Search the lines of the records for the word "LoadOrUnloadWrite", and copy every line that has it.

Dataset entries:
--- START ---
//! Hiwonder HX-35 bus servo wire protocol.
//!
//! The HX-35 shares the LewanSoul half-duplex UART protocol. Every command and
//! every reply is a single frame:
//!
//! ```text
//! -------------------------------------------------------------------
//! Header   |ID number |Data Length |Command |Parameter     |Checksum
//! -------------------------------------------------------------------
//! 0x55,0x55|ID        |Length      |Cmd     |Prm 1... Prm N|Checksum
//! -------------------------------------------------------------------
//! ```
//!
//! `Length` counts itself, the command byte, the parameters and the checksum
//! (`N + 3`). The checksum is the bitwise NOT of the byte sum of everything
//! after the header, truncated to the low byte.
//!
//! Multi-byte parameters are little-endian 16-bit words. Positions are
//! reported as signed words, 1500 counts per full turn.
//!
//! # Example
//!
//! ```
//! use hardware::hiwonder::{decode, encode, Command, ReplyData};
//!
//! let frame = encode(1, &Command::MoveTimeWrite { position: 500, time_ms: 1000 });
//! assert_eq!(frame, vec![0x55, 0x55, 0x01, 0x07, 0x01, 0xF4, 0x01, 0xE8, 0x03, 0x16]);
//!
//! let reply = decode(&[0x55, 0x55, 0x01, 0x05, 0x1C, 0xF4, 0x01, 0xE8]).unwrap();
//! assert_eq!(reply.id, 1);
//! assert_eq!(reply.data, ReplyData::Position(500));
//! ```

use strum::{Display, EnumIter};
use thiserror::Error;

/// Two-byte frame preamble.
pub const HEADER: [u8; 2] = [0x55, 0x55];

/// Highest addressable servo ID. 254 is the broadcast address.
pub const MAX_SERVO_ID: u8 = 253;

/// Broadcast address. Servos never reply to it.
pub const BROADCAST_ID: u8 = 254;

/// Smallest valid `Length` byte (no parameters).
pub const MIN_LENGTH: u8 = 3;

/// Largest `Length` byte in the command set (four parameter bytes).
pub const MAX_LENGTH: u8 = 7;

/// Largest complete frame on the bus, in bytes.
pub const MAX_FRAME_LEN: usize = HEADER.len() + 2 + MAX_LENGTH as usize - 1;

/// Raw position counts per full revolution.
pub const COUNTS_PER_REV: i32 = 1500;

/// Highest raw position accepted by MOVE_TIME_WRITE (360°).
pub const POSITION_MAX: i32 = COUNTS_PER_REV;

/// Lowest raw position that can be commanded safely.
///
/// The HX-35 overshoots and runs to full travel when commanded to exactly 0;
/// anything from 2 counts up behaves.
pub const POSITION_MIN_SAFE: i32 = 2;

/// Longest move time the servo accepts, in milliseconds.
pub const MOVE_TIME_MAX_MS: u16 = 30_000;

/// Opcodes used by this driver.
#[derive(Debug, Clone, Copy, PartialEq, Eq, Hash, Display, EnumIter)]
#[repr(u8)]
pub enum Opcode {
    MoveTimeWrite = 1,
    MoveTimeRead = 2,
    MoveStop = 12,
    IdWrite = 13,
    IdRead = 14,
    AngleLimitWrite = 20,
    AngleLimitRead = 21,
    VinLimitWrite = 22,
    VinLimitRead = 23,
    TempMaxLimitWrite = 24,
    TempMaxLimitRead = 25,
    TempRead = 26,
    VinRead = 27,
    PosRead = 28,
    MotorModeWrite = 29,
    MotorModeRead = 30,
    LoadOrUnloadWrite = 31,
    LoadOrUnloadRead = 32,
    LedErrorRead = 36,
}

impl Opcode {
    /// Look up an opcode from its wire value.
    pub fn from_byte(byte: u8) -> Option<Self> {
        use strum::IntoEnumIterator;
        Self::iter().find(|op| *op as u8 == byte)
    }

    /// Number of parameter bytes in a reply to this opcode, if it has one.
    pub fn reply_len(self) -> Option<usize> {
        match self {
            Opcode::MoveTimeRead
            | Opcode::AngleLimitRead
            | Opcode::VinLimitRead
            | Opcode::MotorModeRead => Some(4),
            Opcode::VinRead | Opcode::PosRead => Some(2),
            Opcode::IdRead
            | Opcode::TempMaxLimitRead
            | Opcode::TempRead
            | Opcode::LoadOrUnloadRead
            | Opcode::LedErrorRead => Some(1),
            _ => None,
        }
    }
}

bitflags::bitflags! {
    /// Conditions that make the servo flash its LED and cut torque.
    #[derive(Debug, Clone, Copy, PartialEq, Eq)]
    pub struct AlarmTriggers: u8 {
        const OVER_TEMPERATURE = 0b001;
        const OVER_VOLTAGE = 0b010;
        const ROTOR_LOCKED = 0b100;
    }
}

/// Servo operating mode as reported by OR_MOTOR_MODE_READ.
#[derive(Debug, Clone, Copy, PartialEq, Eq)]
pub enum MotorMode {
    /// Position control (the mode this controller uses).
    Servo,
    /// Continuous rotation at a signed speed (-1000..=1000).
    Motor { speed: i16 },
}

/// A command addressed to one servo.
#[derive(Debug, Clone, Copy, PartialEq, Eq)]
pub enum Command {
    MoveTimeWrite { position: u16, time_ms: u16 },
    MoveTimeRead,
    MoveStop,
    IdWrite { new_id: u8 },
    IdRead,
    AngleLimitWrite { min: u16, max: u16 },
    AngleLimitRead,
    VinLimitWrite { min_mv: u16, max_mv: u16 },
    VinLimitRead,
    TempMaxLimitWrite { celsius: u8 },
    TempMaxLimitRead,
    TempRead,
    VinRead,
    PosRead,
    MotorModeWrite(MotorMode),
    MotorModeRead,
    SetTorque { enabled: bool },
    TorqueRead,
    AlarmTriggersRead,
}

impl Command {
    /// Opcode carried by this command.
    pub fn opcode(&self) -> Opcode {
        match self {
            Command::MoveTimeWrite { .. } => Opcode::MoveTimeWrite,
            Command::MoveTimeRead => Opcode::MoveTimeRead,
            Command::MoveStop => Opcode::MoveStop,
            Command::IdWrite { .. } => Opcode::IdWrite,
            Command::IdRead => Opcode::IdRead,
            Command::AngleLimitWrite { .. } => Opcode::AngleLimitWrite,
            Command::AngleLimitRead => Opcode::AngleLimitRead,
            Command::VinLimitWrite { .. } => Opcode::VinLimitWrite,
            Command::VinLimitRead => Opcode::VinLimitRead,
            Command::TempMaxLimitWrite { .. } => Opcode::TempMaxLimitWrite,
            Command::TempMaxLimitRead => Opcode::TempMaxLimitRead,
            Command::TempRead => Opcode::TempRead,
            Command::VinRead => Opcode::VinRead,
            Command::PosRead => Opcode::PosRead,
            Command::MotorModeWrite(_) => Opcode::MotorModeWrite,
            Command::MotorModeRead => Opcode::MotorModeRead,
            Command::SetTorque { .. } => Opcode::LoadOrUnloadWrite,
            Command::TorqueRead => Opcode::LoadOrUnloadRead,
            Command::AlarmTriggersRead => Opcode::LedErrorRead,
        }
    }

    /// Whether the servo answers this command with a reply frame.
    pub fn expects_reply(&self) -> bool {
        self.opcode().reply_len().is_some()
    }

    fn params(&self) -> Vec<u8> {
        match *self {
            Command::MoveTimeWrite { position, time_ms } => words(&[position, time_ms]),
            Command::IdWrite { new_id } => vec![new_id],
            Command::AngleLimitWrite { min, max } => words(&[min, max]),
            Command::VinLimitWrite { min_mv, max_mv } => words(&[min_mv, max_mv]),
            Command::TempMaxLimitWrite { celsius } => vec![celsius],
            Command::MotorModeWrite(MotorMode::Servo) => vec![0, 0, 0, 0],
            Command::MotorModeWrite(MotorMode::Motor { speed }) => {
                let [lo, hi] = speed.to_le_bytes();
                vec![1, 0, lo, hi]
            }
            Command::SetTorque { enabled } => vec![u8::from(enabled)],
            _ => Vec::new(),
        }
    }
}

fn words(values: &[u16]) -> Vec<u8> {
    values.iter().flat_map(|v| v.to_le_bytes()).collect()
}

/// Decoded reply payload.
#[derive(Debug, Clone, Copy, PartialEq, Eq)]
pub enum ReplyData {
    /// Present position (can be slightly negative near the end stop).
    Position(i16),
    /// Internal temperature in °C.
    Temperature(i8),
    /// Supply voltage in millivolts.
    Voltage(u16),
    /// Target and duration of the last MOVE_TIME_WRITE.
    MoveTime { position: u16, time_ms: u16 },
    /// Configured bus address.
    Id(u8),
    AngleLimits { min: u16, max: u16 },
    VinLimits { min_mv: u16, max_mv: u16 },
    TempMaxLimit(i8),
    MotorMode(MotorMode),
    TorqueEnabled(bool),
    AlarmTriggers(AlarmTriggers),
}

/// A validated reply frame.
#[derive(Debug, Clone, Copy, PartialEq, Eq)]
pub struct Reply {
    pub id: u8,
    pub opcode: Opcode,
    pub data: ReplyData,
}

/// Errors produced while decoding a reply frame.
#[derive(Error, Debug, Clone, PartialEq, Eq)]
pub enum CodecError {
    /// Stored checksum does not match the frame contents.
    #[error("bad checksum: expected {expected:#04x}, got {actual:#04x}")]
    Checksum { expected: u8, actual: u8 },

    /// Frame structure is invalid (header, length, opcode or payload size).
    #[error("malformed frame: {0}")]
    Malformed(String),
}

/// Compute the checksum over the bytes following the header.
pub fn checksum(body: &[u8]) -> u8 {
    let sum = body.iter().fold(0u8, |acc, b| acc.wrapping_add(*b));
    !sum
}

/// Encode a command for servo `id` into a complete frame.
pub fn encode(id: u8, command: &Command) -> Vec<u8> {
    let params = command.params();
    let length = params.len() as u8 + MIN_LENGTH;

    let mut frame = Vec::with_capacity(params.len() + 6);
    frame.extend_from_slice(&HEADER);
    frame.push(id);
    frame.push(length);
    frame.push(command.opcode() as u8);
    frame.extend_from_slice(&params);
    frame.push(checksum(&frame[HEADER.len()..]));
    frame
}

/// Decode and validate a reply frame.
///
/// The checksum is verified before anything else in the body is interpreted,
/// so a corrupted frame is never partially trusted.
pub fn decode(frame: &[u8]) -> Result<Reply, CodecError> {
    if frame.len() < HEADER.len() + 4 {
        return Err(CodecError::Malformed(format!(
            "frame too short ({} bytes)",
            frame.len()
        )));
    }
    if frame[..2] != HEADER {
        return Err(CodecError::Malformed(format!(
            "invalid header {:#04x},{:#04x}",
            frame[0], frame[1]
        )));
    }

    let length = frame[3];
    if !(MIN_LENGTH..=MAX_LENGTH).contains(&length) || frame.len() != length as usize + 3 {
        return Err(CodecError::Malformed(format!(
            "length byte {length} does not match {} byte frame",
            frame.len()
        )));
    }

    let (body, stored) = frame[HEADER.len()..].split_at(frame.len() - 3);
    let expected = checksum(body);
    if expected != stored[0] {
        return Err(CodecError::Checksum {
            expected,
            actual: stored[0],
        });
    }

    let id = body[0];
    let opcode = Opcode::from_byte(body[2])
        .ok_or_else(|| CodecError::Malformed(format!("unknown opcode {}", body[2])))?;
    let params = &body[3..];

    let wanted = opcode
        .reply_len()
        .ok_or_else(|| CodecError::Malformed(format!("{opcode} has no reply form")))?;
    if params.len() != wanted {
        return Err(CodecError::Malformed(format!(
            "{opcode} reply carries {} bytes, expected {wanted}",
            params.len()
        )));
    }

    let word = |i: usize| u16::from_le_bytes([params[i], params[i + 1]]);
    let data = match opcode {
        Opcode::PosRead => ReplyData::Position(word(0) as i16),
        Opcode::TempRead => ReplyData::Temperature(params[0] as i8),
        Opcode::VinRead => ReplyData::Voltage(word(0)),
        Opcode::MoveTimeRead => ReplyData::MoveTime {
            position: word(0),
            time_ms: word(2),
        },
        Opcode::IdRead => ReplyData::Id(params[0]),
        Opcode::AngleLimitRead => ReplyData::AngleLimits {
            min: word(0),
            max: word(2),
        },
        Opcode::VinLimitRead => ReplyData::VinLimits {
            min_mv: word(0),
            max_mv: word(2),
        },
        Opcode::TempMaxLimitRead => ReplyData::TempMaxLimit(params[0] as i8),
        Opcode::MotorModeRead => ReplyData::MotorMode(if params[0] == 1 {
            MotorMode::Motor {
                speed: word(2) as i16,
            }
        } else {
            MotorMode::Servo
        }),
        Opcode::LoadOrUnloadRead => ReplyData::TorqueEnabled(params[0] == 1),
        Opcode::LedErrorRead => {
            ReplyData::AlarmTriggers(AlarmTriggers::from_bits_truncate(params[0]))
        }
        _ => {
            return Err(CodecError::Malformed(format!(
                "{opcode} has no reply form"
            )))
        }
    };

    Ok(Reply { id, opcode, data })
}

/// Build a reply frame as a servo would send it.
///
/// Used by the simulated bus and by tests that need valid replies.
pub fn encode_reply(id: u8, data: &ReplyData) -> Vec<u8> {
    let (opcode, params): (Opcode, Vec<u8>) = match *data {
        ReplyData::Position(p) => (Opcode::PosRead, p.to_le_bytes().to_vec()),
        ReplyData::Temperature(t) => (Opcode::TempRead, vec![t as u8]),
        ReplyData::Voltage(mv) => (Opcode::VinRead, mv.to_le_bytes().to_vec()),
        ReplyData::MoveTime { position, time_ms } => {
            (Opcode::MoveTimeRead, words(&[position, time_ms]))
        }
        ReplyData::Id(id) => (Opcode::IdRead, vec![id]),
        ReplyData::AngleLimits { min, max } => (Opcode::AngleLimitRead, words(&[min, max])),
        ReplyData::VinLimits { min_mv, max_mv } => {
            (Opcode::VinLimitRead, words(&[min_mv, max_mv]))
        }
        ReplyData::TempMaxLimit(t) => (Opcode::TempMaxLimitRead, vec![t as u8]),
        ReplyData::MotorMode(MotorMode::Servo) => (Opcode::MotorModeRead, vec![0, 0, 0, 0]),
        ReplyData::MotorMode(MotorMode::Motor { speed }) => {
            let [lo, hi] = speed.to_le_bytes();
            (Opcode::MotorModeRead, vec![1, 0, lo, hi])
        }
        ReplyData::TorqueEnabled(on) => (Opcode::LoadOrUnloadRead, vec![u8::from(on)]),
        ReplyData::AlarmTriggers(flags) => (Opcode::LedErrorRead, vec![flags.bits()]),
    };

    let mut frame = Vec::with_capacity(params.len() + 6);
    frame.extend_from_slice(&HEADER);
    frame.push(id);
    frame.push(params.len() as u8 + MIN_LENGTH);
    frame.push(opcode as u8);
    frame.extend_from_slice(&params);
    frame.push(checksum(&frame[HEADER.len()..]));
    frame
}

/// Convert degrees to raw position counts.
pub fn degrees_to_counts(degrees: f64) -> i32 {
    (degrees * COUNTS_PER_REV as f64 / 360.0).round() as i32
}

/// Convert raw position counts to degrees.
pub fn counts_to_degrees(counts: i32) -> f64 {
    counts as f64 * 360.0 / COUNTS_PER_REV as f64
}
--- END ---
**Answer to the problem:**
    LoadOrUnloadWrite = 31,
            Command::SetTorque { .. } => Opcode::LoadOrUnloadWrite,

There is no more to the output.